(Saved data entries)
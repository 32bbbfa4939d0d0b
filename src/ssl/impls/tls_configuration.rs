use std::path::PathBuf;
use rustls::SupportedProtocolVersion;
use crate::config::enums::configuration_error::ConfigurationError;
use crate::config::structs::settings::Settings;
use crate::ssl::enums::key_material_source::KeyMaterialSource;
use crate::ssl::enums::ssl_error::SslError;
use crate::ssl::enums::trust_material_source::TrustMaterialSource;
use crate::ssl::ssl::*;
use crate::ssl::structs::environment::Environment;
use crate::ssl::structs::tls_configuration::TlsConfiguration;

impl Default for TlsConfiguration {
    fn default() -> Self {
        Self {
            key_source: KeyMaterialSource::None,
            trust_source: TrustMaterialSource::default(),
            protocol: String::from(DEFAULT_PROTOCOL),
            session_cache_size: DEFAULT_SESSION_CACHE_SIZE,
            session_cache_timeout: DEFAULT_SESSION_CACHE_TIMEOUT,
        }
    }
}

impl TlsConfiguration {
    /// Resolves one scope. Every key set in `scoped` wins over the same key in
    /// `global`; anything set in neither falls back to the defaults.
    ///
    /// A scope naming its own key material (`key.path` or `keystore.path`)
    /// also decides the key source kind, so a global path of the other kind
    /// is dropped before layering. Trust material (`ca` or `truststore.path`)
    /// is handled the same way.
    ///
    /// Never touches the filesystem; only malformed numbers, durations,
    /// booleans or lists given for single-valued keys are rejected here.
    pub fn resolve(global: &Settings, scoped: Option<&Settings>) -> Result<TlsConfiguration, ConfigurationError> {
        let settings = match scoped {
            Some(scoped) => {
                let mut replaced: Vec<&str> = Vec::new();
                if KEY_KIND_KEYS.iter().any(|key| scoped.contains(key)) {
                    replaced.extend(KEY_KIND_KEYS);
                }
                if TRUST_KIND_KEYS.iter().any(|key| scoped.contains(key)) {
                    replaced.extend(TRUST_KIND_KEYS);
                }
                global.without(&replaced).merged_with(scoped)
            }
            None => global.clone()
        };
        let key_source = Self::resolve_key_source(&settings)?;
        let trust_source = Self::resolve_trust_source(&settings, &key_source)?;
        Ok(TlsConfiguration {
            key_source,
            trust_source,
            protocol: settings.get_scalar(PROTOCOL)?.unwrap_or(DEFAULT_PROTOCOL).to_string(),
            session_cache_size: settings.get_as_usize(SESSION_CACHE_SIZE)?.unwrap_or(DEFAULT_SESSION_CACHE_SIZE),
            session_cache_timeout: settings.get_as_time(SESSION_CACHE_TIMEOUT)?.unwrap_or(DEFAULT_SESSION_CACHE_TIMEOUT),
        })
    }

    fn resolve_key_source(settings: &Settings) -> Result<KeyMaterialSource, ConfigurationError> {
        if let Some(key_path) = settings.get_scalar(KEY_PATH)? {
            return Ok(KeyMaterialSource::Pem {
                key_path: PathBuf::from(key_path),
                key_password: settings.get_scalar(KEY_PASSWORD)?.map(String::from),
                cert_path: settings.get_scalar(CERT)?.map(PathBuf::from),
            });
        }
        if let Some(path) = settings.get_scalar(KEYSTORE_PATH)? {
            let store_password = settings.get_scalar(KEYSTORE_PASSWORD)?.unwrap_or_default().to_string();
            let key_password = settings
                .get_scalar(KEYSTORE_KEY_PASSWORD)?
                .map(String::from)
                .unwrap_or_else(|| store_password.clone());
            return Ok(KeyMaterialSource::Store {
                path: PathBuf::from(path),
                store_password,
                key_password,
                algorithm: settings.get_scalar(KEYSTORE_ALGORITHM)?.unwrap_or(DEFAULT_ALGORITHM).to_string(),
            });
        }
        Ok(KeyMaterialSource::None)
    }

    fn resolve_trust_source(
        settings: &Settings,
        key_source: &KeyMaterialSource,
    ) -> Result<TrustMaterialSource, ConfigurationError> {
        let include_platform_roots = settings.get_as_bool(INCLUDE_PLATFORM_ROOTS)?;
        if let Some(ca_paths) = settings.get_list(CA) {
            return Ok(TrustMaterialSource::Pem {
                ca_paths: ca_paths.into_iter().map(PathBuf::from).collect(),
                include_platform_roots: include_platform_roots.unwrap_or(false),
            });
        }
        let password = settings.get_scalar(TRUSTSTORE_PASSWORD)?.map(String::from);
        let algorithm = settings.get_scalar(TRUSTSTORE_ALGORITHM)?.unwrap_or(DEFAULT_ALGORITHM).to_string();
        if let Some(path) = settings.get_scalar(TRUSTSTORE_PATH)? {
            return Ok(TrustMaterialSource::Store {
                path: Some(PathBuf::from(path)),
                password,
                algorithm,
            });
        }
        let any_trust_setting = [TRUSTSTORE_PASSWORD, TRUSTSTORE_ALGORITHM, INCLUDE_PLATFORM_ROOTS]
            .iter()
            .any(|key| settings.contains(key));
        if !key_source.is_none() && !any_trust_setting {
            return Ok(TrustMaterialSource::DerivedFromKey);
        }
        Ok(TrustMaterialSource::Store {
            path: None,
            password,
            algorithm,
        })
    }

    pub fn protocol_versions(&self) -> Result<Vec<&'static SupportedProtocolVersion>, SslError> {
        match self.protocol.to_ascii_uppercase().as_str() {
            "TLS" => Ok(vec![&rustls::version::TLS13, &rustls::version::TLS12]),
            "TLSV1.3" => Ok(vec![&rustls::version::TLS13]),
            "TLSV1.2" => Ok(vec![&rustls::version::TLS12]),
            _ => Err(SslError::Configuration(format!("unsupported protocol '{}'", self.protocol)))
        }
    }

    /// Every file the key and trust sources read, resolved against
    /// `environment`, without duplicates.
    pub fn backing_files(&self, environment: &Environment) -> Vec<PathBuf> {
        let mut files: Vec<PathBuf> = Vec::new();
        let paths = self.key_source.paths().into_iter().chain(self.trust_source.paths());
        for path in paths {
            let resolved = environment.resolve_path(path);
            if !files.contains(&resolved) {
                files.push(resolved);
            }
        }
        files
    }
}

> Problem:
Where a line of the data includes the string "Result", list that line.

> Task output:
    pub fn resolve(global: &Settings, scoped: Option<&Settings>) -> Result<TlsConfiguration, ConfigurationError> {
    fn resolve_key_source(settings: &Settings) -> Result<KeyMaterialSource, ConfigurationError> {
    ) -> Result<TrustMaterialSource, ConfigurationError> {
    pub fn protocol_versions(&self) -> Result<Vec<&'static SupportedProtocolVersion>, SslError> {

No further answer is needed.